■ Dataset content:
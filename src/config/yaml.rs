use serde::Deserialize;
use std::path::Path;

use super::ConfigError;

/// Complete YAML configuration structure
///
/// All fields are optional to allow partial configuration; anything left out
/// falls back to environment variables and then to built-in defaults.
///
/// # Example YAML structure
/// ```yaml
/// api:
///   base_url: "https://openapi.vito.ai"
///   rest_endpoint: "https://openapi.vito.ai/v1/transcribe"
///
/// auth:
///   client_id: "your-client-id"
///   client_secret: "your-client-secret"
///
/// polling:
///   interval_ms: 4000
///
/// http:
///   timeout_seconds: 120
///   connect_timeout_seconds: 30
///
/// upload:
///   pipe_capacity: 8
///   chunk_size: 32768
/// ```
#[derive(Debug, Clone, Deserialize, Default)]
#[serde(default)]
pub struct YamlConfig {
    pub api: Option<ApiYaml>,
    pub auth: Option<AuthYaml>,
    pub polling: Option<PollingYaml>,
    pub http: Option<HttpYaml>,
    pub upload: Option<UploadYaml>,
}

#[derive(Debug, Clone, Deserialize, Default)]
#[serde(default)]
pub struct ApiYaml {
    pub base_url: Option<String>,
    pub rest_endpoint: Option<String>,
}

#[derive(Debug, Clone, Deserialize, Default)]
#[serde(default)]
pub struct AuthYaml {
    pub client_id: Option<String>,
    pub client_secret: Option<String>,
}

#[derive(Debug, Clone, Deserialize, Default)]
#[serde(default)]
pub struct PollingYaml {
    pub interval_ms: Option<u64>,
}

#[derive(Debug, Clone, Deserialize, Default)]
#[serde(default)]
pub struct HttpYaml {
    pub timeout_seconds: Option<u64>,
    pub connect_timeout_seconds: Option<u64>,
}

#[derive(Debug, Clone, Deserialize, Default)]
#[serde(default)]
pub struct UploadYaml {
    pub pipe_capacity: Option<usize>,
    pub chunk_size: Option<usize>,
}

impl YamlConfig {
    /// Load YAML configuration from a file.
    pub fn from_file(path: &Path) -> Result<Self, ConfigError> {
        let contents = std::fs::read_to_string(path).map_err(|e| ConfigError::Read {
            path: path.display().to_string(),
            source: e,
        })?;
        Self::parse(&contents)
    }

    /// Parse YAML configuration from a string.
    pub fn parse(contents: &str) -> Result<Self, ConfigError> {
        serde_yaml::from_str(contents).map_err(|e| ConfigError::Parse(e.to_string()))
    }
}

#[cfg(test)]
mod tests {
    use super::*;

    #[test]
    fn test_parse_partial_yaml() {
        let yaml = r#"
polling:
  interval_ms: 1500
"#;
        let config = YamlConfig::parse(yaml).unwrap();
        assert_eq!(config.polling.unwrap().interval_ms, Some(1500));
        assert!(config.api.is_none());
        assert!(config.auth.is_none());
    }

    #[test]
    fn test_parse_empty_yaml() {
        let config = YamlConfig::parse("{}").unwrap();
        assert!(config.upload.is_none());
    }

    #[test]
    fn test_parse_invalid_yaml() {
        let result = YamlConfig::parse("polling: [unterminated");
        assert!(matches!(result, Err(ConfigError::Parse(_))));
    }
}
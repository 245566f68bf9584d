//! `reqwest`-backed transport.

use async_trait::async_trait;
use reqwest::{Body, Client};
use std::time::Duration;
use tracing::debug;

use super::{HttpTransport, RequestBody, TransportError, TransportRequest, TransportResponse};

// =============================================================================
// Constants
// =============================================================================

/// Default timeout in seconds for requests with a buffered body.
pub const DEFAULT_TIMEOUT_SECS: u64 = 120;

/// Default connect timeout in seconds.
pub const DEFAULT_CONNECT_TIMEOUT_SECS: u64 = 30;

/// User-Agent header value for API requests.
const USER_AGENT: &str = concat!("vito-speech-rust/", env!("CARGO_PKG_VERSION"));

// =============================================================================
// ReqwestTransport
// =============================================================================

/// HTTP transport over a pooled `reqwest::Client`.
///
/// The request timeout covers the whole exchange for empty and buffered
/// bodies (status fetches, token requests). Streaming uploads get no overall
/// deadline: reqwest's timer includes the time spent sending the body, and
/// an audio file may legitimately take longer than any fixed limit. Bound
/// those with the caller's cancellation token instead.
///
/// Cloning is cheap; clones share the connection pool.
#[derive(Debug, Clone)]
pub struct ReqwestTransport {
    client: Client,
    request_timeout: Option<Duration>,
}

impl ReqwestTransport {
    /// Build a transport with the given timeouts.
    pub fn new(timeout: Duration, connect_timeout: Duration) -> Result<Self, TransportError> {
        let client = Client::builder()
            .connect_timeout(connect_timeout)
            .pool_max_idle_per_host(4)
            .pool_idle_timeout(Duration::from_secs(90))
            .user_agent(USER_AGENT)
            .build()
            .map_err(|e| {
                TransportError::InvalidRequest(format!("Failed to create HTTP client: {e}"))
            })?;

        Ok(Self {
            client,
            request_timeout: Some(timeout),
        })
    }

    /// Wrap an existing client (for callers that configure TLS or proxies themselves).
    pub fn from_client(client: Client) -> Self {
        Self {
            client,
            request_timeout: None,
        }
    }

    fn classify(e: reqwest::Error) -> TransportError {
        if e.is_timeout() {
            TransportError::Timeout(e.to_string())
        } else if e.is_builder() {
            TransportError::InvalidRequest(e.to_string())
        } else {
            TransportError::Request(e.to_string())
        }
    }
}

impl Default for ReqwestTransport {
    fn default() -> Self {
        Self {
            client: Client::new(),
            request_timeout: None,
        }
    }
}

#[async_trait]
impl HttpTransport for ReqwestTransport {
    async fn execute(
        &self,
        request: TransportRequest,
    ) -> Result<TransportResponse, TransportError> {
        let TransportRequest {
            method,
            url,
            headers,
            body,
        } = request;

        debug!("{} {}", method, url);

        let mut builder = self.client.request(method, &url).headers(headers);
        let streaming = matches!(body, RequestBody::Stream(_));
        builder = match body {
            RequestBody::Empty => builder,
            RequestBody::Bytes(bytes) => builder.body(bytes),
            RequestBody::Stream(stream) => builder.body(Body::wrap_stream(stream)),
        };
        if let (Some(timeout), false) = (self.request_timeout, streaming) {
            builder = builder.timeout(timeout);
        }

        let response = builder.send().await.map_err(Self::classify)?;

        let status = response.status();
        let headers = response.headers().clone();
        let body = response
            .bytes()
            .await
            .map_err(|e| TransportError::Body(e.to_string()))?;

        debug!("{} -> {} ({} bytes)", url, status, body.len());

        Ok(TransportResponse {
            status,
            headers,
            body,
        })
    }
}

#[cfg(test)]
mod tests {
    use super::*;
    use bytes::Bytes;
    use futures::StreamExt;
    use wiremock::matchers::{method, path};
    use wiremock::{Mock, MockServer, ResponseTemplate};

    #[test]
    fn test_transport_builds_with_timeouts() {
        let transport = ReqwestTransport::new(
            Duration::from_secs(DEFAULT_TIMEOUT_SECS),
            Duration::from_secs(DEFAULT_CONNECT_TIMEOUT_SECS),
        );
        assert!(transport.is_ok());
    }

    #[tokio::test]
    async fn test_invalid_url_is_classified() {
        let transport = ReqwestTransport::default();
        let result = transport
            .execute(TransportRequest::get("not a url"))
            .await;

        match result {
            Err(TransportError::InvalidRequest(_)) | Err(TransportError::Request(_)) => {}
            other => panic!("Expected request error, got {other:?}"),
        }
    }

    #[tokio::test]
    async fn test_streaming_upload_outlives_request_timeout() {
        let server = MockServer::start().await;
        Mock::given(method("POST"))
            .and(path("/upload"))
            .respond_with(ResponseTemplate::new(200).set_body_string("ok"))
            .expect(1)
            .mount(&server)
            .await;

        let transport =
            ReqwestTransport::new(Duration::from_millis(200), Duration::from_secs(5)).unwrap();

        // Eight slow chunks take well past the 200 ms request timeout to send.
        let slow_body = futures::stream::iter(0..8u8)
            .then(|i| async move {
                tokio::time::sleep(Duration::from_millis(75)).await;
                Ok::<_, std::io::Error>(Bytes::from(vec![i; 1024]))
            })
            .boxed();

        let response = transport
            .execute(
                TransportRequest::post(format!("{}/upload", server.uri()))
                    .with_body(RequestBody::Stream(slow_body)),
            )
            .await
            .unwrap();

        assert_eq!(response.status, 200);
        let received = server.received_requests().await.unwrap();
        assert_eq!(received[0].body.len(), 8 * 1024);
    }

    #[tokio::test]
    async fn test_buffered_request_honours_request_timeout() {
        let server = MockServer::start().await;
        Mock::given(method("GET"))
            .and(path("/slow"))
            .respond_with(ResponseTemplate::new(200).set_delay(Duration::from_secs(2)))
            .mount(&server)
            .await;

        let transport =
            ReqwestTransport::new(Duration::from_millis(200), Duration::from_secs(5)).unwrap();
        let result = transport
            .execute(TransportRequest::get(format!("{}/slow", server.uri())))
            .await;

        match result {
            Err(TransportError::Timeout(_)) => {}
            other => panic!("Expected timeout, got {other:?}"),
        }
    }
}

■ Work item: Go through the entries and return each line where the word "ReqwestTransport" occurs.

■ Task answer:
// ReqwestTransport
pub struct ReqwestTransport {
impl ReqwestTransport {
impl Default for ReqwestTransport {
impl HttpTransport for ReqwestTransport {
        let transport = ReqwestTransport::new(
        let transport = ReqwestTransport::default();
            ReqwestTransport::new(Duration::from_millis(200), Duration::from_secs(5)).unwrap();
            ReqwestTransport::new(Duration::from_millis(200), Duration::from_secs(5)).unwrap();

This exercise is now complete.